Other transient expression systems are based on plant viruses such as TMV, tobacco mosaic virus. TMV is a rod-shaped virus that has a single stranded ‘plus sense’ RNA genome. TMV expresses four proteins from three open reading frames. Two viral genes (the viral ‘movement protein’ and the capsid protein) are expressed from separate subgenomic promoters. To convert TMV into an expression vector, an additional subgenomic promoter was inserted into the viral genome to drive the expression of an inserted foreign gene. Plants can be inoculated with TMV vectors through a process called “agroinfection.” In agroinfection, A. tumefaciens was used to deliver a T-DNA comprised of a 35S promoter driven TMV cDNA to plant cells. Transcription of the T-DNA in the plant nucleus gave rise to an RNA that was capable of initiating self-replication in the cytoplasm.
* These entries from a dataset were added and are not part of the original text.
//! # Path Gatekeeper
//!
//! Confina ogni accesso ai file entro la root configurata.
//! Il path viene canonicalizzato (symlink risolti) e confrontato per componenti,
//! quindi `/root/foobar` non è mai considerato dentro `/root/foo`.
//! La decisione viene ricalcolata per ogni file, mai messa in cache.

use crate::config::SecurityConfig;
use crate::error::CompressError;
use std::path::{Path, PathBuf};
use std::sync::Arc;
use tracing::{debug, warn};

/// Decides whether a path may be touched at all
#[derive(Debug, Clone)]
pub struct PathGatekeeper {
    security: Arc<SecurityConfig>,
}

impl PathGatekeeper {
    pub fn new(security: Arc<SecurityConfig>) -> Self {
        Self { security }
    }

    /// True only if `path` resolves to the root or somewhere below it.
    /// Any resolution failure is a deny.
    pub fn is_path_allowed(&self, path: &Path) -> bool {
        self.resolve(path).is_ok()
    }

    /// Resolve `path` and return its canonical form if it is confined to the root
    pub fn resolve(&self, path: &Path) -> Result<PathBuf, CompressError> {
        let root = self.security.root_directory();

        let canonical = match path.canonicalize() {
            Ok(p) => p,
            Err(e) => {
                warn!(path = %path.display(), error = %e, "Access denied: path cannot be resolved");
                return Err(CompressError::PathDenied(path.to_path_buf()));
            }
        };

        // Path::starts_with compares whole components
        if canonical.starts_with(root) {
            debug!(path = %canonical.display(), "Path allowed");
            Ok(canonical)
        } else {
            warn!(
                path = %path.display(),
                resolved = %canonical.display(),
                root = %root.display(),
                "Access denied: path escapes the allowed root"
            );
            Err(CompressError::PathDenied(path.to_path_buf()))
        }
    }
}

#[cfg(test)]
mod tests {
    use super::*;
    use std::fs;
    use tempfile::TempDir;

    fn gatekeeper_for(root: &Path) -> PathGatekeeper {
        let security = SecurityConfig::new(root, ["image/"], ["png"], 0.0).unwrap();
        PathGatekeeper::new(Arc::new(security))
    }

    #[test]
    fn test_root_and_nested_paths_are_allowed() {
        let temp_dir = TempDir::new().unwrap();
        let nested = temp_dir.path().join("a").join("b");
        fs::create_dir_all(&nested).unwrap();
        let file = nested.join("photo.png");
        fs::write(&file, b"x").unwrap();

        let gate = gatekeeper_for(temp_dir.path());
        assert!(gate.is_path_allowed(temp_dir.path()));
        assert!(gate.is_path_allowed(&nested));
        assert!(gate.is_path_allowed(&file));
    }

    #[test]
    fn test_sibling_with_shared_prefix_is_denied() {
        let temp_dir = TempDir::new().unwrap();
        let root = temp_dir.path().join("root");
        let evil = temp_dir.path().join("root-evil");
        fs::create_dir_all(&root).unwrap();
        fs::create_dir_all(&evil).unwrap();
        let file = evil.join("photo.png");
        fs::write(&file, b"x").unwrap();

        let gate = gatekeeper_for(&root);
        assert!(!gate.is_path_allowed(&evil));
        assert!(!gate.is_path_allowed(&file));
    }

    #[test]
    fn test_dot_dot_traversal_is_denied() {
        let temp_dir = TempDir::new().unwrap();
        let root = temp_dir.path().join("root");
        fs::create_dir_all(&root).unwrap();
        fs::write(temp_dir.path().join("outside.png"), b"x").unwrap();

        let gate = gatekeeper_for(&root);
        assert!(!gate.is_path_allowed(&root.join("..").join("outside.png")));
    }

    #[test]
    fn test_missing_file_is_denied() {
        let temp_dir = TempDir::new().unwrap();
        let gate = gatekeeper_for(temp_dir.path());
        let err = gate.resolve(&temp_dir.path().join("ghost.png")).unwrap_err();
        assert!(matches!(err, CompressError::PathDenied(_)));
    }

    #[cfg(unix)]
    #[test]
    fn test_symlink_escaping_root_is_denied() {
        let temp_dir = TempDir::new().unwrap();
        let root = temp_dir.path().join("root");
        fs::create_dir_all(&root).unwrap();
        let secret = temp_dir.path().join("secret.png");
        fs::write(&secret, b"x").unwrap();

        let link = root.join("innocent.png");
        std::os::unix::fs::symlink(&secret, &link).unwrap();

        let gate = gatekeeper_for(&root);
        assert!(!gate.is_path_allowed(&link));
    }

    #[cfg(unix)]
    #[test]
    fn test_broken_symlink_is_denied() {
        let temp_dir = TempDir::new().unwrap();
        let link = temp_dir.path().join("dangling.png");
        std::os::unix::fs::symlink(temp_dir.path().join("missing.png"), &link).unwrap();

        let gate = gatekeeper_for(temp_dir.path());
        assert!(!gate.is_path_allowed(&link));
    }

    #[cfg(unix)]
    #[test]
    fn test_symlink_inside_root_resolves_to_target() {
        let temp_dir = TempDir::new().unwrap();
        let target = temp_dir.path().join("real.png");
        fs::write(&target, b"x").unwrap();
        let link = temp_dir.path().join("alias.png");
        std::os::unix::fs::symlink(&target, &link).unwrap();

        let gate = gatekeeper_for(temp_dir.path());
        assert_eq!(gate.resolve(&link).unwrap(), target.canonicalize().unwrap());
    }
}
Multiple reports have documented the low agroinfection efficiency of the typical 35S-driven TMV vector (Turpen et al., 1993; Marillonnet et al., 2005; Man and Epel, 2006).
Therefore, in spite of intron-modified TMV vectors that have been recently constructed, there remains a need for TMV expression vectors with at least one or more of the following features: 1) contains convenient cloning sites for genes of interest; 2) can be used to infect plants in an easy and cost-effective manner; and, 3) leads to efficient systemic infection of inoculated plants.